Dataset entries
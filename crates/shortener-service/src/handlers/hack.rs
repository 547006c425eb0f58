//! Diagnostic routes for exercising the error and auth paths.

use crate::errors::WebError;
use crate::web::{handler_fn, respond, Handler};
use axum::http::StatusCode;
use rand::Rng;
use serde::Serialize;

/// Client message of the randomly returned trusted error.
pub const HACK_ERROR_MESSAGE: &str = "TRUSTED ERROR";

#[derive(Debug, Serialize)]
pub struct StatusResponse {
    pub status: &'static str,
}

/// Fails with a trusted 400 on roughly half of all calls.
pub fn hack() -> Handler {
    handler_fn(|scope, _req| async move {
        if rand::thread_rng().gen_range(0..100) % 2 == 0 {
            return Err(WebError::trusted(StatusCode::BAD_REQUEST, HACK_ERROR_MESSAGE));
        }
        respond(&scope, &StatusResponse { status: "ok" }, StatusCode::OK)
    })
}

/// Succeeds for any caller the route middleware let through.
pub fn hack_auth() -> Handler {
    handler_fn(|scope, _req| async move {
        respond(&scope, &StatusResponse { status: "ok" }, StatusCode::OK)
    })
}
==
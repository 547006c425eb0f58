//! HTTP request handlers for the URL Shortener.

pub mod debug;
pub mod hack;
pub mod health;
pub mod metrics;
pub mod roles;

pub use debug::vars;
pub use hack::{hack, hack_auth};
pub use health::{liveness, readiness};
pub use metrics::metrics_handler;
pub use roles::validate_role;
--
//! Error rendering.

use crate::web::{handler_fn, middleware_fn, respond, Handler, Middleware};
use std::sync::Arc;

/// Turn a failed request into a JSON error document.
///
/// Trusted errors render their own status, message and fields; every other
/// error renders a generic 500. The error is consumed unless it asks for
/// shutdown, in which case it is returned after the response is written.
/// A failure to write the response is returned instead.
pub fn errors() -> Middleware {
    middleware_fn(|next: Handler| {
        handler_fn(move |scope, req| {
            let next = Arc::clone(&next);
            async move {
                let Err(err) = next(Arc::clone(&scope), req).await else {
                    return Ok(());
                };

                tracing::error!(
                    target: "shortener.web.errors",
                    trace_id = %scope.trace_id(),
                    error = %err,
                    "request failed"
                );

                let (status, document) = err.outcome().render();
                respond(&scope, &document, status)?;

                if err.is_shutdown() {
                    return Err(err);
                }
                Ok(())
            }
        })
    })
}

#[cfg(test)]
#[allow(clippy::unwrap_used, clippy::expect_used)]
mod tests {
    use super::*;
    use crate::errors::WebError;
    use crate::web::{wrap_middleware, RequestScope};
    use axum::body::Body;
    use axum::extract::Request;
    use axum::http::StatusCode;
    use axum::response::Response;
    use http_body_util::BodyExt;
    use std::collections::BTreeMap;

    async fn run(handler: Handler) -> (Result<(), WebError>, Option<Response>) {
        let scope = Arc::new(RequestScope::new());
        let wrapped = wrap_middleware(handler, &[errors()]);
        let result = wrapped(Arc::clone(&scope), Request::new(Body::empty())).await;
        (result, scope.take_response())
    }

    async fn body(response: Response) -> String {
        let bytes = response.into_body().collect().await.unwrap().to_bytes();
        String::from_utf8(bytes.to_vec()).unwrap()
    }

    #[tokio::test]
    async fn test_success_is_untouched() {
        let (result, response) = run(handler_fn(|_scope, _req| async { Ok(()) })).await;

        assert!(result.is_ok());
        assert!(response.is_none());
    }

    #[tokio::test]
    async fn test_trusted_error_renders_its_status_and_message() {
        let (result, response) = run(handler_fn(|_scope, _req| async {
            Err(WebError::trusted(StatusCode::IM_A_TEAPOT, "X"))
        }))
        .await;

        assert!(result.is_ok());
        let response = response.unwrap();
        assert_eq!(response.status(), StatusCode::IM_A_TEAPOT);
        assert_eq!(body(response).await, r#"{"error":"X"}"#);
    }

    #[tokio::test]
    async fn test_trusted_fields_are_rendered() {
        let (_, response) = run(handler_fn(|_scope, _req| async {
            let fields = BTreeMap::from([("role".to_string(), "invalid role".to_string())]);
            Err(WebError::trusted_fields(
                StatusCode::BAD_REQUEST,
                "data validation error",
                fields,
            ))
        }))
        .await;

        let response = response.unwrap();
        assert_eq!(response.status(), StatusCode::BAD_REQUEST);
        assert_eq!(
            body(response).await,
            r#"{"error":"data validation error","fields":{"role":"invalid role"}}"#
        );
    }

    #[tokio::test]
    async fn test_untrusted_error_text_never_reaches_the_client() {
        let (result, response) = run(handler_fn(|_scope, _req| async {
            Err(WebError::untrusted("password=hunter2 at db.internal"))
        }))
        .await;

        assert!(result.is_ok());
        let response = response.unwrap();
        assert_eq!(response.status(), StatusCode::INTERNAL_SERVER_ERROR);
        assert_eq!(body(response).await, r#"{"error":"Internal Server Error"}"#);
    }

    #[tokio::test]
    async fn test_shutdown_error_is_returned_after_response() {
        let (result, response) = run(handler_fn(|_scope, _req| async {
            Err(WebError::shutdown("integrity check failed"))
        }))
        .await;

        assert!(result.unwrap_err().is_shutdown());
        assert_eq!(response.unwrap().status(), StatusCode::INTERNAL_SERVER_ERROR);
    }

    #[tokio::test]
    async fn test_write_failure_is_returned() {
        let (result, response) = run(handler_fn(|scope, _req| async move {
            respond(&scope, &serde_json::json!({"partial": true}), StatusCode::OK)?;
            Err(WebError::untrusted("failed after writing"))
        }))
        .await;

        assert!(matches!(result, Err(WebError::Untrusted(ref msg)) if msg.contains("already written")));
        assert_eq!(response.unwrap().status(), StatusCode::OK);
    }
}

TASK INSTRUCTIONS:
Every line above from the line with "pub use debug::vars;" to the line with "pub use roles::validate_role;", inclusive, must be returned exactly; no other line belongs in the reply.

SOLUTION TO THE PROBLEM:
pub use debug::vars;
pub use hack::{hack, hack_auth};
pub use health::{liveness, readiness};
pub use metrics::metrics_handler;
pub use roles::validate_role;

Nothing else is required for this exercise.